The Charity Of Night
A DECADE OR so back, Cockburn was scheduled to record a jazz album for the German ECM label. It never panned out, but here he employs previous ECM vibist Gary Burton and sometimes-jazzer bassist Rob Wasserman. Still, it's no bebop disc, that's for sure, remaining rife with the usual Cockburnisms: international folk music rhythms, worldly wise travel memories ("I woke up thinking about Turkish drummers," he sings at the start of "Get Up Jonah"), lengthy political diatribes and jaw-dropping electric-guitar solos. But the instrumental "Mistress Of Storms" offers some idea of how hot the jazz disc could have been. Damn him, the guy can do almost too much. Cockburn's career may suffer from his being too humanitarian--a marketing disaster akin to a woman rejecting a guy for being too nice. If anyone could make even Jackson Browne look like a selfish prick, it'd be St. Bruce. In fact, he's pretty much created a genre for himself that could be defined as pious-but-accessible guerrilla-folk music; to date the best extension of what the rabid but romantic folkster Phil Ochs laid out in the '60s before he killed himself. Maybe wrestling with the love/hate, personal/political dichotomy is why he killed himself. If so, let's collectively keep Cockburn away from sharp objects.
The Long Way Around
TOM RUSSELL IS well known in folk and progressive-country quarters for intelligent and lyrical tunes that, for no good reason, have never broken the charts. Joined here by the likes of Jimmie Dale Gilmore, Iris DeMent, Nanci Griffith, Katy Moffatt and Dave Alvin, all of whom have covered his songs at one time or another, Russell offers a retrospective of border ballads like "Gallo del Cielo" and "Mineral Wells," political commentaries like "The Eyes of Roberto Duran" and "Manzanar," and gently mournful love songs like "Outbound Plane" and "Spanish Burgundy." If you're not familiar with his work, this disc is as good a place as any to start. It contains an unexpected bonus to boot: a liner-notes photograph from the early '80s of Russell standing alongside Andy Warhol and George Jones, a weird pop culture triad indeed.

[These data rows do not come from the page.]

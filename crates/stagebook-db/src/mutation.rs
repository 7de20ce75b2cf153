//! Write side. Each mutation runs inside a single transaction that commits on
//! success and rolls back on any error; the pooled connection is released
//! when the transaction is dropped, whatever the outcome.

use sea_orm::ActiveValue::{NotSet, Set, Unchanged};
use sea_orm::{
    ActiveModelTrait, ActiveValue, ColumnTrait, DatabaseConnection, DbErr, EntityTrait,
    QueryFilter, TransactionTrait,
};

use crate::entities::{artist, show, venue, Genres};
use crate::query::{to_utc, Instant};
use crate::BookingError;

#[derive(Debug, Clone, PartialEq, Eq)]
pub struct VenueInput {
    pub name: String,
    pub city: String,
    pub state: String,
    pub address: String,
    pub phone: Option<String>,
    pub image_link: Option<String>,
    pub facebook_link: Option<String>,
    pub website: Option<String>,
    pub seeking_talent: bool,
    pub seeking_description: Option<String>,
    pub genres: Genres,
}

impl VenueInput {
    fn into_active_model(self, id: ActiveValue<i32>) -> venue::ActiveModel {
        venue::ActiveModel {
            id,
            name: Set(self.name),
            city: Set(self.city),
            state: Set(self.state),
            address: Set(self.address),
            phone: Set(self.phone),
            image_link: Set(self.image_link),
            facebook_link: Set(self.facebook_link),
            website: Set(self.website),
            seeking_talent: Set(self.seeking_talent),
            seeking_description: Set(self.seeking_description),
            genres: Set(self.genres),
        }
    }
}

#[derive(Debug, Clone, PartialEq, Eq)]
pub struct ArtistInput {
    pub name: String,
    pub city: String,
    pub state: String,
    pub phone: Option<String>,
    pub genres: Genres,
    pub image_link: Option<String>,
    pub facebook_link: Option<String>,
    pub website: Option<String>,
    pub looking_venues: bool,
    pub seeking_description: Option<String>,
}

impl ArtistInput {
    fn into_active_model(self, id: ActiveValue<i32>) -> artist::ActiveModel {
        artist::ActiveModel {
            id,
            name: Set(self.name),
            city: Set(self.city),
            state: Set(self.state),
            phone: Set(self.phone),
            genres: Set(self.genres),
            image_link: Set(self.image_link),
            facebook_link: Set(self.facebook_link),
            website: Set(self.website),
            looking_venues: Set(self.looking_venues),
            seeking_description: Set(self.seeking_description),
        }
    }
}

#[derive(Debug, Clone, Copy, PartialEq, Eq)]
pub struct ShowInput {
    pub venue_id: i32,
    pub artist_id: i32,
    pub start_time: Instant,
}

fn not_updated(what: String) -> impl FnOnce(DbErr) -> BookingError {
    move |e| match e {
        DbErr::RecordNotUpdated => BookingError::NotFound(what),
        other => other.into(),
    }
}

pub async fn create_venue(
    db: &DatabaseConnection,
    input: VenueInput,
) -> Result<venue::Model, BookingError> {
    let model = input.into_active_model(NotSet);
    let created = db
        .transaction::<_, venue::Model, BookingError>(|txn| {
            Box::pin(async move { Ok(model.insert(txn).await?) })
        })
        .await?;
    tracing::info!(venue_id = created.id, "venue listed");
    Ok(created)
}

/// Full-field overwrite of an existing venue.
pub async fn update_venue(
    db: &DatabaseConnection,
    id: i32,
    input: VenueInput,
) -> Result<venue::Model, BookingError> {
    let model = input.into_active_model(Unchanged(id));
    let updated = db
        .transaction::<_, venue::Model, BookingError>(|txn| {
            Box::pin(async move {
                model
                    .update(txn)
                    .await
                    .map_err(not_updated(format!("venue {id}")))
            })
        })
        .await?;
    tracing::info!(venue_id = id, "venue edited");
    Ok(updated)
}

/// Remove a venue and every show it hosts. Returns the removed record.
pub async fn delete_venue(db: &DatabaseConnection, id: i32) -> Result<venue::Model, BookingError> {
    let removed = db
        .transaction::<_, venue::Model, BookingError>(|txn| {
            Box::pin(async move {
                let existing = venue::Entity::find_by_id(id)
                    .one(txn)
                    .await?
                    .ok_or_else(|| BookingError::not_found(format!("venue {id}")))?;

                let shows = show::Entity::delete_many()
                    .filter(show::Column::VenueId.eq(id))
                    .exec(txn)
                    .await?;
                venue::Entity::delete_by_id(id).exec(txn).await?;

                tracing::debug!(
                    venue_id = id,
                    shows_removed = shows.rows_affected,
                    "venue and its shows removed"
                );
                Ok(existing)
            })
        })
        .await?;
    tracing::info!(venue_id = id, "venue deleted");
    Ok(removed)
}

pub async fn create_artist(
    db: &DatabaseConnection,
    input: ArtistInput,
) -> Result<artist::Model, BookingError> {
    let model = input.into_active_model(NotSet);
    let created = db
        .transaction::<_, artist::Model, BookingError>(|txn| {
            Box::pin(async move { Ok(model.insert(txn).await?) })
        })
        .await?;
    tracing::info!(artist_id = created.id, "artist listed");
    Ok(created)
}

/// Full-field overwrite of an existing artist.
pub async fn update_artist(
    db: &DatabaseConnection,
    id: i32,
    input: ArtistInput,
) -> Result<artist::Model, BookingError> {
    let model = input.into_active_model(Unchanged(id));
    let updated = db
        .transaction::<_, artist::Model, BookingError>(|txn| {
            Box::pin(async move {
                model
                    .update(txn)
                    .await
                    .map_err(not_updated(format!("artist {id}")))
            })
        })
        .await?;
    tracing::info!(artist_id = id, "artist edited");
    Ok(updated)
}

/// Book a show. Both referenced records must exist at insert time.
pub async fn create_show(
    db: &DatabaseConnection,
    input: ShowInput,
) -> Result<show::Model, BookingError> {
    let ShowInput {
        venue_id,
        artist_id,
        start_time,
    } = input;

    let created = db
        .transaction::<_, show::Model, BookingError>(|txn| {
            Box::pin(async move {
                if venue::Entity::find_by_id(venue_id).one(txn).await?.is_none() {
                    return Err(BookingError::InvalidReference(format!("venue {venue_id}")));
                }
                if artist::Entity::find_by_id(artist_id).one(txn).await?.is_none() {
                    return Err(BookingError::InvalidReference(format!(
                        "artist {artist_id}"
                    )));
                }

                let model = show::ActiveModel {
                    id: NotSet,
                    venue_id: Set(venue_id),
                    artist_id: Set(artist_id),
                    start_time: Set(to_utc(start_time)),
                };
                Ok(model.insert(txn).await?)
            })
        })
        .await?;
    tracing::info!(show_id = created.id, venue_id, artist_id, "show listed");
    Ok(created)
}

TEXTURIZING COOL AND cooler riffs inside three-minute pop gems, Sterling UK manage to shine through the tarnish of their own decaying two-guitar attack. Falling somewhere between the calculated cool of Swervedriver and the dirty glam-gone-wrong of Plexi, this quartet's debut stays punchy and effective with shorter tracks, avoiding the worst pitfall of half of their American contemporaries. As Blur recently shed their pale-skinned and foppish hull to show a hardcore punk blossom, so Sterling UK swirl a freshly English pop sensibility through grungy, Ron Asheton-influenced guitar sounds. "Three Hand Man," vaguely Stones-y is a devilish seduction set to a dirty, Manchester beat. "Crawl Mary" slithers on a drooping bassline and lightly strewn but greasy guitars--all falling apart until somehow they manage to unite for a thrilling chorus. Sleazing admirably at mid-tempo sludgery, Roger Packham sings like Richard Butler of the Psychedelic Furs many, many cartons of smokes ago. Like most bands worth their weight in plastic, the Sterling lads obviously spend a great deal of time on the sound of the guitars without losing sight of valuable hooks. Sterling UK, like a number of interesting English sprouts recently, have pushed their budding heads up through the composted remains of American grunge. This is its metallic blossom.